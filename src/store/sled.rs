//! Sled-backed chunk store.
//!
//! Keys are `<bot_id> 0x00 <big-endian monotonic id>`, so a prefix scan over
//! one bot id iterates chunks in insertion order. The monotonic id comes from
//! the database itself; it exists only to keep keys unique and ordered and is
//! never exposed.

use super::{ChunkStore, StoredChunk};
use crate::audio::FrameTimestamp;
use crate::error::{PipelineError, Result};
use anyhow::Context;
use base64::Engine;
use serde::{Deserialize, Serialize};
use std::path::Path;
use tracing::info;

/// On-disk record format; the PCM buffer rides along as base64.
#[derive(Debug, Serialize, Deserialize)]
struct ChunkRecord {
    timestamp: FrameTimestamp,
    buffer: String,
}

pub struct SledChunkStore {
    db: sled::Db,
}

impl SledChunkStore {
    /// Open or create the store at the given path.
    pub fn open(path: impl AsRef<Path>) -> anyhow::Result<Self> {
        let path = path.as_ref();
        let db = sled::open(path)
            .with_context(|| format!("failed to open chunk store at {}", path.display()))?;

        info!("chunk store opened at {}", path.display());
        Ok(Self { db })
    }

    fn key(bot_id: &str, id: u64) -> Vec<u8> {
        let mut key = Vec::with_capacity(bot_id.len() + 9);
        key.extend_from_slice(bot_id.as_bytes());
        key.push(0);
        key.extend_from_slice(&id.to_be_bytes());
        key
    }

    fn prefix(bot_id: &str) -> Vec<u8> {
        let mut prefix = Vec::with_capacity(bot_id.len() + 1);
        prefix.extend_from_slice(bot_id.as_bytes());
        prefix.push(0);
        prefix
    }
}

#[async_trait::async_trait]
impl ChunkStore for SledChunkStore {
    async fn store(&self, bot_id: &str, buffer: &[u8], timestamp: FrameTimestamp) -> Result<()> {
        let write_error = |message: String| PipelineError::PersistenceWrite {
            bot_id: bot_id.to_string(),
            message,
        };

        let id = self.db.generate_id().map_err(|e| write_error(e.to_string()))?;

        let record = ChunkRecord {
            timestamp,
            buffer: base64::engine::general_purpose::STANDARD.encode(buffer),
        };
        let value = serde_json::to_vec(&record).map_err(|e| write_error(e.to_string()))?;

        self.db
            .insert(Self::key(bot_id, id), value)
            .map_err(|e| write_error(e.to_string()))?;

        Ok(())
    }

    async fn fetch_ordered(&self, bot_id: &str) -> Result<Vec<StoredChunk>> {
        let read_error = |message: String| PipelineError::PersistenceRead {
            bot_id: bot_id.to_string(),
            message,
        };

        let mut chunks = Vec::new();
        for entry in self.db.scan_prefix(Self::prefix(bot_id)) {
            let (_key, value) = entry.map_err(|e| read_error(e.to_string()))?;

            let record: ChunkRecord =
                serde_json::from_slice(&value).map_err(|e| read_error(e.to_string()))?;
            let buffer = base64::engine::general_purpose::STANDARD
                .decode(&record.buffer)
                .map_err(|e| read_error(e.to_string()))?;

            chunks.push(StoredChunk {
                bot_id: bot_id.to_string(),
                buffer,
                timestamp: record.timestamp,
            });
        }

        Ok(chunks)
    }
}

What is required: Would you copy the whole listing exactly?

Exercise response:
filename src/store/sled.rs
//! Sled-backed chunk store.
//!
//! Keys are `<bot_id> 0x00 <big-endian monotonic id>`, so a prefix scan over
//! one bot id iterates chunks in insertion order. The monotonic id comes from
//! the database itself; it exists only to keep keys unique and ordered and is
//! never exposed.

use super::{ChunkStore, StoredChunk};
use crate::audio::FrameTimestamp;
use crate::error::{PipelineError, Result};
use anyhow::Context;
use base64::Engine;
use serde::{Deserialize, Serialize};
use std::path::Path;
use tracing::info;

/// On-disk record format; the PCM buffer rides along as base64.
#[derive(Debug, Serialize, Deserialize)]
struct ChunkRecord {
    timestamp: FrameTimestamp,
    buffer: String,
}

pub struct SledChunkStore {
    db: sled::Db,
}

impl SledChunkStore {
    /// Open or create the store at the given path.
    pub fn open(path: impl AsRef<Path>) -> anyhow::Result<Self> {
        let path = path.as_ref();
        let db = sled::open(path)
            .with_context(|| format!("failed to open chunk store at {}", path.display()))?;

        info!("chunk store opened at {}", path.display());
        Ok(Self { db })
    }

    fn key(bot_id: &str, id: u64) -> Vec<u8> {
        let mut key = Vec::with_capacity(bot_id.len() + 9);
        key.extend_from_slice(bot_id.as_bytes());
        key.push(0);
        key.extend_from_slice(&id.to_be_bytes());
        key
    }

    fn prefix(bot_id: &str) -> Vec<u8> {
        let mut prefix = Vec::with_capacity(bot_id.len() + 1);
        prefix.extend_from_slice(bot_id.as_bytes());
        prefix.push(0);
        prefix
    }
}

#[async_trait::async_trait]
impl ChunkStore for SledChunkStore {
    async fn store(&self, bot_id: &str, buffer: &[u8], timestamp: FrameTimestamp) -> Result<()> {
        let write_error = |message: String| PipelineError::PersistenceWrite {
            bot_id: bot_id.to_string(),
            message,
        };

        let id = self.db.generate_id().map_err(|e| write_error(e.to_string()))?;

        let record = ChunkRecord {
            timestamp,
            buffer: base64::engine::general_purpose::STANDARD.encode(buffer),
        };
        let value = serde_json::to_vec(&record).map_err(|e| write_error(e.to_string()))?;

        self.db
            .insert(Self::key(bot_id, id), value)
            .map_err(|e| write_error(e.to_string()))?;

        Ok(())
    }

    async fn fetch_ordered(&self, bot_id: &str) -> Result<Vec<StoredChunk>> {
        let read_error = |message: String| PipelineError::PersistenceRead {
            bot_id: bot_id.to_string(),
            message,
        };

        let mut chunks = Vec::new();
        for entry in self.db.scan_prefix(Self::prefix(bot_id)) {
            let (_key, value) = entry.map_err(|e| read_error(e.to_string()))?;

            let record: ChunkRecord =
                serde_json::from_slice(&value).map_err(|e| read_error(e.to_string()))?;
            let buffer = base64::engine::general_purpose::STANDARD
                .decode(&record.buffer)
                .map_err(|e| read_error(e.to_string()))?;

            chunks.push(StoredChunk {
                bot_id: bot_id.to_string(),
                buffer,
                timestamp: record.timestamp,
            });
        }

        Ok(chunks)
    }
}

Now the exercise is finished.